Add help for run_benchmark (#2361)
Summary:
Show more help messages for Tritonbench
```
$ python run_benchmark.py triton --help
usage: run_benchmark.py [-h] [--op OP] [--mode {fwd,bwd,fwd_bwd}] [--bwd] [--fwd_bwd] [--device DEVICE] [--warmup WARMUP] [--iter ITER] [--csv] [--dump-csv] [--skip-print] [--plot] [--ci] [--metrics METRICS] [--only ONLY] [--baseline BASELINE]
[--num-inputs NUM_INPUTS] [--keep-going] [--input-id INPUT_ID] [--test-only] [--dump-ir]
options:
-h, --help show this help message and exit
--op OP Operator to benchmark.
--mode {fwd,bwd,fwd_bwd}
Test mode (fwd, bwd, or fwd_bwd).
--bwd Run backward pass.
--fwd_bwd Run both forward and backward pass.
--device DEVICE Device to benchmark.
--warmup WARMUP Num of warmup runs for reach benchmark run.
--iter ITER Num of reps for each benchmark run.
--csv Print result as csv.
--dump-csv Dump result as csv.
--skip-print Skip printing result.
--plot Plot the result.
--ci Run in the CI mode.
--metrics METRICS Metrics to collect, split with comma. E.g., --metrics latency,tflops,speedup.
--only ONLY Specify one or multiple operator implementations to run.
--baseline BASELINE Override default baseline.
--num-inputs NUM_INPUTS
Number of example inputs.
--keep-going
--input-id INPUT_ID Specify the start input id to run.
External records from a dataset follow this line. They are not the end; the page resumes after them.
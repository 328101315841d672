use std::env;
use std::path::PathBuf;
use std::time::Duration;

/// How often aggregates are recomputed and pushed to subscribers
#[derive(Debug, Clone, Copy, PartialEq, Eq)]
pub enum BroadcastMode {
    /// Recompute and broadcast after every ingested message
    EveryMessage,
    /// Recompute and broadcast on a fixed interval, decoupled from ingestion rate
    Periodic(Duration),
}

#[derive(Debug, Clone, PartialEq)]
pub struct MqttConfig {
    pub broker: String,
    pub port: u16,
    pub topic: String,
    pub client_id: String,
    pub retry_delay_secs: u64,
    pub retry_max_delay_secs: u64,
}

/// Configuration loaded from environment variables
#[derive(Debug, Clone, PartialEq)]
pub struct ServiceConfig {
    pub mqtt: MqttConfig,
    pub window_secs: u64,
    pub max_buffered_readings: Option<usize>,
    pub broadcast_mode: BroadcastMode,
    pub http_host: String,
    pub http_port: u16,
    pub frontend_dir: PathBuf,
    pub channel_buffer: usize,
    pub rust_log: String,
}

#[derive(Debug)]
pub enum ConfigError {
    InvalidValue(String),
}

impl std::fmt::Display for ConfigError {
    fn fmt(&self, f: &mut std::fmt::Formatter<'_>) -> std::fmt::Result {
        match self {
            ConfigError::InvalidValue(msg) => write!(f, "Invalid configuration value: {}", msg),
        }
    }
}

impl std::error::Error for ConfigError {}

fn parse_or<T, F>(lookup: &F, key: &str, default: T) -> Result<T, ConfigError>
where
    T: std::str::FromStr,
    F: Fn(&str) -> Option<String>,
{
    match lookup(key) {
        Some(raw) if !raw.trim().is_empty() => raw.trim().parse::<T>().map_err(|_| {
            ConfigError::InvalidValue(format!("{} must be a number, got '{}'", key, raw))
        }),
        _ => Ok(default),
    }
}

impl ServiceConfig {
    /// Load configuration from environment variables
    ///
    /// Environment variables:
    /// - `MQTT_BROKER` (default: localhost)
    /// - `MQTT_PORT` (default: 1883)
    /// - `MQTT_TOPIC` (default: machines/+/scrap)
    /// - `MQTT_CLIENT_ID` (default: scrapflow-server)
    /// - `WINDOW_SECONDS` (default: 60)
    /// - `MAX_BUFFERED_READINGS` (default: unlimited)
    /// - `BROADCAST_INTERVAL_MS` (default: 0, broadcast after every message)
    /// - `HTTP_HOST` / `HTTP_PORT` (default: 0.0.0.0 / 8000)
    /// - `FRONTEND_DIR` (default: frontend)
    /// - `STREAMER_CHANNEL_BUFFER` (default: 10000)
    /// - `RETRY_DELAY_SECS` / `RETRY_MAX_DELAY_SECS` (default: 5 / 5)
    pub fn from_env() -> Result<Self, ConfigError> {
        Self::from_lookup(|key| env::var(key).ok())
    }

    pub fn from_lookup<F>(lookup: F) -> Result<Self, ConfigError>
    where
        F: Fn(&str) -> Option<String>,
    {
        let text = |key: &str, default: &str| {
            lookup(key)
                .map(|s| s.trim().to_string())
                .filter(|s| !s.is_empty())
                .unwrap_or_else(|| default.to_string())
        };

        let window_secs: u64 = parse_or(&lookup, "WINDOW_SECONDS", 60)?;
        if window_secs == 0 {
            return Err(ConfigError::InvalidValue(
                "WINDOW_SECONDS must be greater than 0".to_string(),
            ));
        }

        let max_buffered_readings = match lookup("MAX_BUFFERED_READINGS") {
            Some(raw) if !raw.trim().is_empty() => {
                let max: usize = raw.trim().parse().map_err(|_| {
                    ConfigError::InvalidValue(format!(
                        "MAX_BUFFERED_READINGS must be a number, got '{}'",
                        raw
                    ))
                })?;
                if max == 0 {
                    return Err(ConfigError::InvalidValue(
                        "MAX_BUFFERED_READINGS must be greater than 0".to_string(),
                    ));
                }
                Some(max)
            }
            _ => None,
        };

        let broadcast_interval_ms: u64 = parse_or(&lookup, "BROADCAST_INTERVAL_MS", 0)?;
        let broadcast_mode = if broadcast_interval_ms == 0 {
            BroadcastMode::EveryMessage
        } else {
            BroadcastMode::Periodic(Duration::from_millis(broadcast_interval_ms))
        };

        let channel_buffer: usize = parse_or(&lookup, "STREAMER_CHANNEL_BUFFER", 10_000)?;
        if channel_buffer == 0 {
            return Err(ConfigError::InvalidValue(
                "STREAMER_CHANNEL_BUFFER must be greater than 0".to_string(),
            ));
        }

        let retry_delay_secs: u64 = parse_or(&lookup, "RETRY_DELAY_SECS", 5)?;
        let retry_max_delay_secs: u64 =
            parse_or(&lookup, "RETRY_MAX_DELAY_SECS", retry_delay_secs)?;

        Ok(Self {
            mqtt: MqttConfig {
                broker: text("MQTT_BROKER", "localhost"),
                port: parse_or(&lookup, "MQTT_PORT", 1883)?,
                topic: text("MQTT_TOPIC", "machines/+/scrap"),
                client_id: text("MQTT_CLIENT_ID", "scrapflow-server"),
                retry_delay_secs,
                retry_max_delay_secs: retry_max_delay_secs.max(retry_delay_secs),
            },
            window_secs,
            max_buffered_readings,
            broadcast_mode,
            http_host: text("HTTP_HOST", "0.0.0.0"),
            http_port: parse_or(&lookup, "HTTP_PORT", 8000)?,
            frontend_dir: PathBuf::from(text("FRONTEND_DIR", "frontend")),
            channel_buffer,
            rust_log: text("RUST_LOG", "info"),
        })
    }

    pub fn http_addr(&self) -> String {
        format!("{}:{}", self.http_host, self.http_port)
    }
}

impl MqttConfig {
    /// Broker settings only, for the standalone binaries
    pub fn from_env() -> Result<Self, ConfigError> {
        Ok(ServiceConfig::from_env()?.mqtt)
    }
}

#[cfg(test)]
mod tests {
    use super::*;
    use std::collections::HashMap;

    fn lookup_from(pairs: &[(&str, &str)]) -> impl Fn(&str) -> Option<String> {
        let map: HashMap<String, String> = pairs
            .iter()
            .map(|(k, v)| (k.to_string(), v.to_string()))
            .collect();
        move |key| map.get(key).cloned()
    }

    #[test]
    fn test_default_config() {
        let config = ServiceConfig::from_lookup(lookup_from(&[])).unwrap();

        assert_eq!(config.mqtt.broker, "localhost");
        assert_eq!(config.mqtt.port, 1883);
        assert_eq!(config.mqtt.topic, "machines/+/scrap");
        assert_eq!(config.mqtt.retry_delay_secs, 5);
        assert_eq!(config.mqtt.retry_max_delay_secs, 5);
        assert_eq!(config.window_secs, 60);
        assert_eq!(config.max_buffered_readings, None);
        assert_eq!(config.broadcast_mode, BroadcastMode::EveryMessage);
        assert_eq!(config.http_addr(), "0.0.0.0:8000");
        assert_eq!(config.frontend_dir, PathBuf::from("frontend"));
        assert_eq!(config.channel_buffer, 10_000);
    }

    #[test]
    fn test_custom_config() {
        let config = ServiceConfig::from_lookup(lookup_from(&[
            ("MQTT_BROKER", "broker.local"),
            ("MQTT_PORT", "8883"),
            ("WINDOW_SECONDS", "300"),
            ("MAX_BUFFERED_READINGS", "5000"),
            ("BROADCAST_INTERVAL_MS", "1000"),
            ("HTTP_PORT", "9000"),
            ("RETRY_DELAY_SECS", "2"),
            ("RETRY_MAX_DELAY_SECS", "30"),
        ]))
        .unwrap();

        assert_eq!(config.mqtt.broker, "broker.local");
        assert_eq!(config.mqtt.port, 8883);
        assert_eq!(config.window_secs, 300);
        assert_eq!(config.max_buffered_readings, Some(5000));
        assert_eq!(
            config.broadcast_mode,
            BroadcastMode::Periodic(Duration::from_millis(1000))
        );
        assert_eq!(config.http_port, 9000);
        assert_eq!(config.mqtt.retry_delay_secs, 2);
        assert_eq!(config.mqtt.retry_max_delay_secs, 30);
    }

    #[test]
    fn test_invalid_values_rejected() {
        assert!(matches!(
            ServiceConfig::from_lookup(lookup_from(&[("WINDOW_SECONDS", "0")])),
            Err(ConfigError::InvalidValue(_))
        ));
        assert!(matches!(
            ServiceConfig::from_lookup(lookup_from(&[("MQTT_PORT", "not-a-port")])),
            Err(ConfigError::InvalidValue(_))
        ));
        assert!(matches!(
            ServiceConfig::from_lookup(lookup_from(&[("MAX_BUFFERED_READINGS", "0")])),
            Err(ConfigError::InvalidValue(_))
        ));
    }
}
For example, --input-id 0 runs only the first available input sample.When used together like --input-id <X> --num-inputs <Y>, start from the input id <X> and run <Y> different inputs.
--test-only Run this under test mode, potentially skipping expensive steps like autotuning.
--dump-ir Dump Triton IR
```
```
$ python run_benchmark.py triton --op gemm --num-inputs 1 --only triton_tutorial_matmul
(M, N, K) triton_tutorial_matmul-latency
--------------- --------------------------------
(256, 256, 256) 0.0033702
```
Pull Request resolved: https://github.com/pytorch/benchmark/pull/2361
Reviewed By: jananisriram
Differential Revision: D59374656
Pulled By: xuzhao9
fbshipit-source-id: 139f865895d7550a3475a1a8b4bed037a9ecc769